The game we’re going to be looking at today is an adaptation of Tales from the Cryptkeeper, an animated series based on the HBO original series Tales from the Crypt… which itself was an adaptation of the famous horror title published by EC Comics in the 1950’s.
Some background: Tales from the Crypt was an anthology comic series that pushed the limits of psychological and horror storytelling in comic books, using some of the finest artists and writers of the time period.
The stories were introduced by the pun-loving ghoul The Cryptkeeper, who became a major draw for readers. EC Comics’ output was the target of a U.S. Senate investigation on the causes of juvenile delequancy, the results of which lead to the demise of EC’s entire line of horror comics.
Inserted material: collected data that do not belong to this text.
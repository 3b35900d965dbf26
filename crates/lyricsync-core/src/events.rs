//! Player event system.
//!
//! [`EventBus`] wraps a `tokio::sync::broadcast` channel with a bounded
//! ring-buffer of recent events so that late subscribers can catch up. The
//! player mirrors every listener notification onto the bus as a
//! [`PlayerEvent`].

use chrono::{DateTime, Utc};
use parking_lot::RwLock;
use serde::{Deserialize, Serialize};
use std::collections::VecDeque;
use tokio::sync::broadcast;
use uuid::Uuid;

/// Maximum number of events retained in the ring buffer.
const MAX_RECENT_EVENTS: usize = 100;

// ---------------------------------------------------------------------------
// PlayerEvent
// ---------------------------------------------------------------------------

/// What happened in the player. Positions are in milliseconds.
#[derive(Debug, Clone, PartialEq, Serialize, Deserialize)]
#[serde(tag = "type", rename_all = "snake_case")]
pub enum PlayerEvent {
    // -- Position ------------------------------------------------------------
    TimeUpdate {
        position: f64,
    },
    ThrottledTimeUpdate {
        position: f64,
    },
    MediaSeek {
        position: f64,
    },

    // -- Seek bracket --------------------------------------------------------
    VideoSeekStart,
    VideoSeek {
        position: f64,
    },
    VideoSeekEnd,

    // -- Transport -----------------------------------------------------------
    Play,
    Pause,
    Stop,
    Seek {
        position: f64,
    },

    // -- Lifecycle -----------------------------------------------------------
    VideoReady {
        duration: f64,
        phrase_count: usize,
        word_count: usize,
        char_count: usize,
    },
    TimerReady {
        clock: String,
    },
    Dispose,
}

impl PlayerEvent {
    /// The position carried by this event, if any.
    pub fn position(&self) -> Option<f64> {
        match self {
            PlayerEvent::TimeUpdate { position }
            | PlayerEvent::ThrottledTimeUpdate { position }
            | PlayerEvent::MediaSeek { position }
            | PlayerEvent::VideoSeek { position }
            | PlayerEvent::Seek { position } => Some(*position),
            _ => None,
        }
    }
}

// ---------------------------------------------------------------------------
// Event
// ---------------------------------------------------------------------------

/// A timestamped event ready for broadcast.
#[derive(Debug, Clone, Serialize, Deserialize)]
pub struct Event {
    /// Unique event identifier.
    pub id: Uuid,
    /// When the event was emitted (wall clock).
    pub timestamp: DateTime<Utc>,
    /// What happened.
    pub payload: PlayerEvent,
}

impl Event {
    /// Create a new event with a fresh UUID and the current timestamp.
    pub fn new(payload: PlayerEvent) -> Self {
        Self {
            id: Uuid::new_v4(),
            timestamp: Utc::now(),
            payload,
        }
    }
}

// ---------------------------------------------------------------------------
// EventBus
// ---------------------------------------------------------------------------

/// Broadcast channel with a bounded ring buffer of recent events.
pub struct EventBus {
    tx: broadcast::Sender<Event>,
    recent: RwLock<VecDeque<Event>>,
}

impl EventBus {
    /// Create a new event bus.
    ///
    /// `capacity` controls the broadcast channel buffer size (not the ring
    /// buffer, which is always [`MAX_RECENT_EVENTS`]).
    pub fn new(capacity: usize) -> Self {
        let (tx, _) = broadcast::channel(capacity.max(1));
        Self {
            tx,
            recent: RwLock::new(VecDeque::with_capacity(MAX_RECENT_EVENTS)),
        }
    }

    /// Subscribe to the broadcast channel.
    pub fn subscribe(&self) -> broadcast::Receiver<Event> {
        self.tx.subscribe()
    }

    /// Broadcast an event to all current subscribers and store it in the
    /// ring buffer.
    pub fn broadcast(&self, payload: PlayerEvent) {
        let event = Event::new(payload);

        {
            let mut recent = self.recent.write();
            if recent.len() >= MAX_RECENT_EVENTS {
                recent.pop_back();
            }
            recent.push_front(event.clone());
        }

        // Ignore send errors (no subscribers).
        let _ = self.tx.send(event);
    }

    /// Return the `n` most recent events (newest first).
    pub fn recent_events(&self, n: usize) -> Vec<Event> {
        let recent = self.recent.read();
        recent.iter().take(n).cloned().collect()
    }
}

impl Default for EventBus {
    fn default() -> Self {
        Self::new(256)
    }
}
Of course, the children who grew up reading Tales from the Crypt kept fond memories of The Cryptkeeper and company and eventually one such fan, film director Robert Zemeckis, brought the property back as an HBO anthology series which much like it’s comic predecessor, pushed the boundaries of standards for television.
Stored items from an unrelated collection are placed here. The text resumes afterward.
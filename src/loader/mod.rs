//! Song loaders.
//!
//! The player never fetches anything itself. A [`SongLoader`] turns a song
//! URL into a [`SongRecord`]; the player only awaits the result.

use std::path::{Path, PathBuf};

use async_trait::async_trait;
use lyricsync_core::{Error, Result};
use lyricsync_document::SongRecord;

/// Async source of song records.
#[async_trait]
pub trait SongLoader: Send + Sync {
    /// Short identifier used in logs (e.g. `"file"`).
    fn name(&self) -> &'static str;

    /// Fetch the record for `url`.
    async fn load(&self, url: &str) -> Result<SongRecord>;
}

/// Reads song records stored as JSON files.
///
/// URLs are resolved against `root`; a `file://` prefix is stripped first.
/// Absolute paths are used as-is.
#[derive(Debug, Clone)]
pub struct FileLoader {
    root: PathBuf,
}

impl FileLoader {
    pub fn new(root: impl Into<PathBuf>) -> Self {
        Self { root: root.into() }
    }

    pub fn root(&self) -> &Path {
        &self.root
    }

    fn resolve(&self, url: &str) -> PathBuf {
        let path = Path::new(url.strip_prefix("file://").unwrap_or(url));
        if path.is_absolute() {
            path.to_path_buf()
        } else {
            self.root.join(path)
        }
    }
}

impl Default for FileLoader {
    fn default() -> Self {
        Self::new(".")
    }
}

#[async_trait]
impl SongLoader for FileLoader {
    fn name(&self) -> &'static str {
        "file"
    }

    async fn load(&self, url: &str) -> Result<SongRecord> {
        let path = self.resolve(url);
        tracing::debug!(path = %path.display(), "Loading song record");

        let contents = match tokio::fs::read_to_string(&path).await {
            Ok(contents) => contents,
            Err(e) if e.kind() == std::io::ErrorKind::NotFound => {
                return Err(Error::not_found("song", url));
            }
            Err(e) => return Err(e.into()),
        };

        serde_json::from_str(&contents).map_err(|e| Error::load(url, e.to_string()))
    }
}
Gore and nudity were a regular part of most Tales from the Crypt episodes, as was the wise-cracking host. The Cryptkeeper (brought to life as a horrific puppet) became a pop culture touchstone in the same way that Freddy Kruger and Jason Vorhees did.
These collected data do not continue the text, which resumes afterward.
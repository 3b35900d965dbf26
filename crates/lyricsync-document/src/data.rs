//! Input records a video is built from.
//!
//! Field names follow the camelCase JSON produced by lyric timing tools.
//! Every timestamp is optional; missing ones are filled in when the
//! [`Video`](crate::Video) is constructed.

use lyricsync_timeline::PartialSpan;
use serde::{Deserialize, Serialize};

use crate::song_map::SongMapData;

/// A complete song as delivered by a loader: the lyric document plus the
/// song map and the measured song length.
#[derive(Debug, Clone, Default, PartialEq, Serialize, Deserialize)]
#[serde(default, rename_all = "camelCase")]
pub struct SongRecord {
    pub title: Option<String>,
    pub video: VideoData,
    pub song_map: SongMapData,
    /// Measured song length in milliseconds; overrides the video duration.
    pub duration: Option<f64>,
}

/// Root of the lyric document.
#[derive(Debug, Clone, Default, PartialEq, Serialize, Deserialize)]
#[serde(default, rename_all = "camelCase")]
pub struct VideoData {
    pub start_time: Option<f64>,
    pub end_time: Option<f64>,
    pub duration: Option<f64>,
    pub phrases: Vec<PhraseData>,
    pub graphics: Vec<GraphicData>,
}

/// A lyric line.
#[derive(Debug, Clone, Default, PartialEq, Serialize, Deserialize)]
#[serde(default, rename_all = "camelCase")]
pub struct PhraseData {
    pub start_time: Option<f64>,
    pub end_time: Option<f64>,
    pub words: Vec<WordData>,
}

/// A word with its part-of-speech annotations.
#[derive(Debug, Clone, Default, PartialEq, Serialize, Deserialize)]
#[serde(default, rename_all = "camelCase")]
pub struct WordData {
    pub start_time: Option<f64>,
    pub end_time: Option<f64>,
    #[serde(alias = "chars")]
    pub characters: Vec<CharData>,
    pub pos: Option<String>,
    #[serde(alias = "rawPoS")]
    pub raw_pos: Option<String>,
    pub language: Option<String>,
}

/// A single character.
#[derive(Debug, Clone, Default, PartialEq, Serialize, Deserialize)]
#[serde(default, rename_all = "camelCase")]
pub struct CharData {
    pub start_time: Option<f64>,
    pub end_time: Option<f64>,
    pub char: String,
}

/// A graphic overlay; not nested inside phrases.
#[derive(Debug, Clone, Default, PartialEq, Serialize, Deserialize)]
#[serde(default, rename_all = "camelCase")]
pub struct GraphicData {
    pub start_time: Option<f64>,
    pub end_time: Option<f64>,
}

macro_rules! impl_partial_span {
    ($($ty:ty),+ $(,)?) => {
        $(
            impl $ty {
                /// The timestamps present in the source data.
                pub fn span(&self) -> PartialSpan {
                    PartialSpan::new(self.start_time, self.end_time)
                }
            }
        )+
    };
}

impl_partial_span!(PhraseData, WordData, CharData, GraphicData);

impl VideoData {
    /// Build an untimed document from plain text: one phrase per non-empty
    /// line, one word per whitespace-separated token, one char per `char`.
    ///
    /// `char_duration` sets the overall duration (number of characters times
    /// `char_duration`) so interpolation can lay out every unit.
    pub fn from_text(text: &str, char_duration: f64) -> Self {
        let phrases: Vec<PhraseData> = text
            .lines()
            .filter(|line| !line.trim().is_empty())
            .map(|line| PhraseData {
                words: line
                    .split_whitespace()
                    .map(|token| WordData {
                        characters: token
                            .chars()
                            .map(|c| CharData {
                                char: c.to_string(),
                                ..CharData::default()
                            })
                            .collect(),
                        ..WordData::default()
                    })
                    .collect(),
                ..PhraseData::default()
            })
            .collect();

        let char_count: usize = phrases
            .iter()
            .flat_map(|p| &p.words)
            .map(|w| w.characters.len())
            .sum();

        Self {
            start_time: Some(0.0),
            duration: Some(char_count as f64 * char_duration),
            phrases,
            ..Self::default()
        }
    }
}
Keeping that in mind, why the heck would anyone think to base a children’s cartoon on such a violent, scary property?
During the early to mid 1990’s, YA friendly horror gained a foothold in pop culture thanks largely in part to R.L. Stine’s Goosebumps series of paperback novels. Young children have always loved to be scared and Stine’s slightly whacked out horror tales fit the bill for children of the Nineties. Goosebumps was a phenomenon not only in publishing but on television as well – a live-action series based on the property was also a certifiable hit. Looking to fill a niche, Tales from the Cryptkeeper told spooky stories suitable for Saturday mornings and was also fairly popular. It ran for three seasons and there was a host of merchandise available to fans, including this handheld
This LCD handheld runs on two AA batteries and considering it’s two decades old, is in fine, working condition.
The game mechanics are a little like Frogger. You play a small boy in a graveyard. Monsters (they look to be a werewolf, a mummy, and a zombie) move toward you from the left and the right of the screen. You dodge the monsters while collecting rocks that The Cryptkeeper throws from the gate to the cemetery.
Now, here’s the part where I betray how bad I am at video games of all stripes. I cannot figure out how to advance in this game! I can score points by collecting rocks, I can avoid the monsters to a decent degree… but I cannot for the life of me suss out what the next step of this game is. I would imagine it has something to do with throwing the rocks either at the monsters or the Cryptkeeper, but I absolutely cannot puzzle it out. I can’t tell if that’s my own stupidity or a flaw in the game, but I’m betting on the former.
I should also mention that the music for this game is totally lame and inappropriate for the subject matter. I don’t want to become a music critic for LCD games but you’d expect a spooky-type bunch of bleeps and bloops, right? Well, that’s not what you get here.
I thought I’d provide a little video of my skills playing Tales from the Cryptkeeper to give you the full experience.
That the game wasn’t good isn’t really a surprise- the graphics and input for these types of handhelds were always incredibly limited. I sort of wish the game had been a little… I don’t know, creepier? Is it wrong to expect a Tales from the Crypt video game to be a little creepy?